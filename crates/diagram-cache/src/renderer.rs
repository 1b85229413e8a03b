//! The expensive operation the cache sits in front of

use crate::error::GenerationError;
use crate::types::DiagramType;
use async_trait::async_trait;

/// Produces the rendered bytes for a diagram expression.
///
/// Called without any cache lock held; implementations may run for a long
/// time and are not cancelled or timed out by the cache.
#[async_trait]
pub trait Renderer: Send + Sync {
    async fn render(
        &self,
        diagram_type: DiagramType,
        expression: &str,
    ) -> std::result::Result<Vec<u8>, GenerationError>;
}
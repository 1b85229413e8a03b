//! Diagram rendering through the external `suml` command

use async_trait::async_trait;
use diagram_cache::{DiagramType, GenerationError, Renderer};
use std::process::Stdio;
use std::time::Duration;
use tokio::io::AsyncWriteExt;
use tokio::process::Command;
use tracing::{debug, warn};

/// Renders scruffy PNG diagrams by piping the expression into `suml`
pub struct SumlRenderer {
    program: String,
    timeout: Option<Duration>,
}

impl SumlRenderer {
    pub fn new(program: impl Into<String>, timeout: Option<Duration>) -> Self {
        Self {
            program: program.into(),
            timeout,
        }
    }

    fn args(diagram_type: DiagramType) -> Vec<&'static str> {
        let mut args = vec!["--png", "--scruffy"];
        if diagram_type == DiagramType::Sequence {
            args.push("--sequence");
        }
        args
    }

    async fn run(&self, diagram_type: DiagramType, expression: &str) -> Result<Vec<u8>, GenerationError> {
        let mut cmd = Command::new(&self.program);
        cmd.args(Self::args(diagram_type))
            .stdin(Stdio::piped())
            .stdout(Stdio::piped())
            .stderr(Stdio::piped())
            .kill_on_drop(true);

        debug!(program = %self.program, %diagram_type, "Spawning renderer");

        let mut child = cmd.spawn().map_err(|e| {
            GenerationError::new(format!("failed to spawn {}: {}", self.program, e))
        })?;

        // Write the expression, then close stdin to signal EOF.
        if let Some(mut stdin) = child.stdin.take() {
            if let Err(e) = stdin.write_all(expression.as_bytes()).await {
                // the renderer may exit before reading everything; its status decides
                warn!(program = %self.program, error = %e, "Failed to write renderer stdin");
            }
            drop(stdin);
        }

        let output = child.wait_with_output().await.map_err(|e| {
            GenerationError::new(format!("failed to wait for {}: {}", self.program, e))
        })?;

        if !output.status.success() {
            let stderr = String::from_utf8_lossy(&output.stderr);
            return Err(GenerationError::new(format!(
                "{} failed ({}): {}",
                self.program,
                output.status,
                stderr.trim()
            )));
        }

        debug!(size = output.stdout.len(), "Renderer finished");
        Ok(output.stdout)
    }
}

#[async_trait]
impl Renderer for SumlRenderer {
    async fn render(
        &self,
        diagram_type: DiagramType,
        expression: &str,
    ) -> Result<Vec<u8>, GenerationError> {
        match self.timeout {
            Some(limit) => tokio::time::timeout(limit, self.run(diagram_type, expression))
                .await
                .map_err(|_| {
                    GenerationError::new(format!(
                        "{} timed out after {}s",
                        self.program,
                        limit.as_secs()
                    ))
                })?,
            None => self.run(diagram_type, expression).await,
        }
    }
}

################

Precisely as given, transcribe all of the entries above.

filename crates/diagram-cache/src/renderer.rs
repository 1b85229413e8a03b
//! The expensive operation the cache sits in front of

use crate::error::GenerationError;
use crate::types::DiagramType;
use async_trait::async_trait;

/// Produces the rendered bytes for a diagram expression.
///
/// Called without any cache lock held; implementations may run for a long
/// time and are not cancelled or timed out by the cache.
#[async_trait]
pub trait Renderer: Send + Sync {
    async fn render(
        &self,
        diagram_type: DiagramType,
        expression: &str,
    ) -> std::result::Result<Vec<u8>, GenerationError>;
}
repository 1b85229413e8a03b
//! Diagram rendering through the external `suml` command

use async_trait::async_trait;
use diagram_cache::{DiagramType, GenerationError, Renderer};
use std::process::Stdio;
use std::time::Duration;
use tokio::io::AsyncWriteExt;
use tokio::process::Command;
use tracing::{debug, warn};

/// Renders scruffy PNG diagrams by piping the expression into `suml`
pub struct SumlRenderer {
    program: String,
    timeout: Option<Duration>,
}

impl SumlRenderer {
    pub fn new(program: impl Into<String>, timeout: Option<Duration>) -> Self {
        Self {
            program: program.into(),
            timeout,
        }
    }

    fn args(diagram_type: DiagramType) -> Vec<&'static str> {
        let mut args = vec!["--png", "--scruffy"];
        if diagram_type == DiagramType::Sequence {
            args.push("--sequence");
        }
        args
    }

    async fn run(&self, diagram_type: DiagramType, expression: &str) -> Result<Vec<u8>, GenerationError> {
        let mut cmd = Command::new(&self.program);
        cmd.args(Self::args(diagram_type))
            .stdin(Stdio::piped())
            .stdout(Stdio::piped())
            .stderr(Stdio::piped())
            .kill_on_drop(true);

        debug!(program = %self.program, %diagram_type, "Spawning renderer");

        let mut child = cmd.spawn().map_err(|e| {
            GenerationError::new(format!("failed to spawn {}: {}", self.program, e))
        })?;

        // Write the expression, then close stdin to signal EOF.
        if let Some(mut stdin) = child.stdin.take() {
            if let Err(e) = stdin.write_all(expression.as_bytes()).await {
                // the renderer may exit before reading everything; its status decides
                warn!(program = %self.program, error = %e, "Failed to write renderer stdin");
            }
            drop(stdin);
        }

        let output = child.wait_with_output().await.map_err(|e| {
            GenerationError::new(format!("failed to wait for {}: {}", self.program, e))
        })?;

        if !output.status.success() {
            let stderr = String::from_utf8_lossy(&output.stderr);
            return Err(GenerationError::new(format!(
                "{} failed ({}): {}",
                self.program,
                output.status,
                stderr.trim()
            )));
        }

        debug!(size = output.stdout.len(), "Renderer finished");
        Ok(output.stdout)
    }
}

#[async_trait]
impl Renderer for SumlRenderer {
    async fn render(
        &self,
        diagram_type: DiagramType,
        expression: &str,
    ) -> Result<Vec<u8>, GenerationError> {
        match self.timeout {
            Some(limit) => tokio::time::timeout(limit, self.run(diagram_type, expression))
                .await
                .map_err(|_| {
                    GenerationError::new(format!(
                        "{} timed out after {}s",
                        self.program,
                        limit.as_secs()
                    ))
                })?,
            None => self.run(diagram_type, expression).await,
        }
    }
}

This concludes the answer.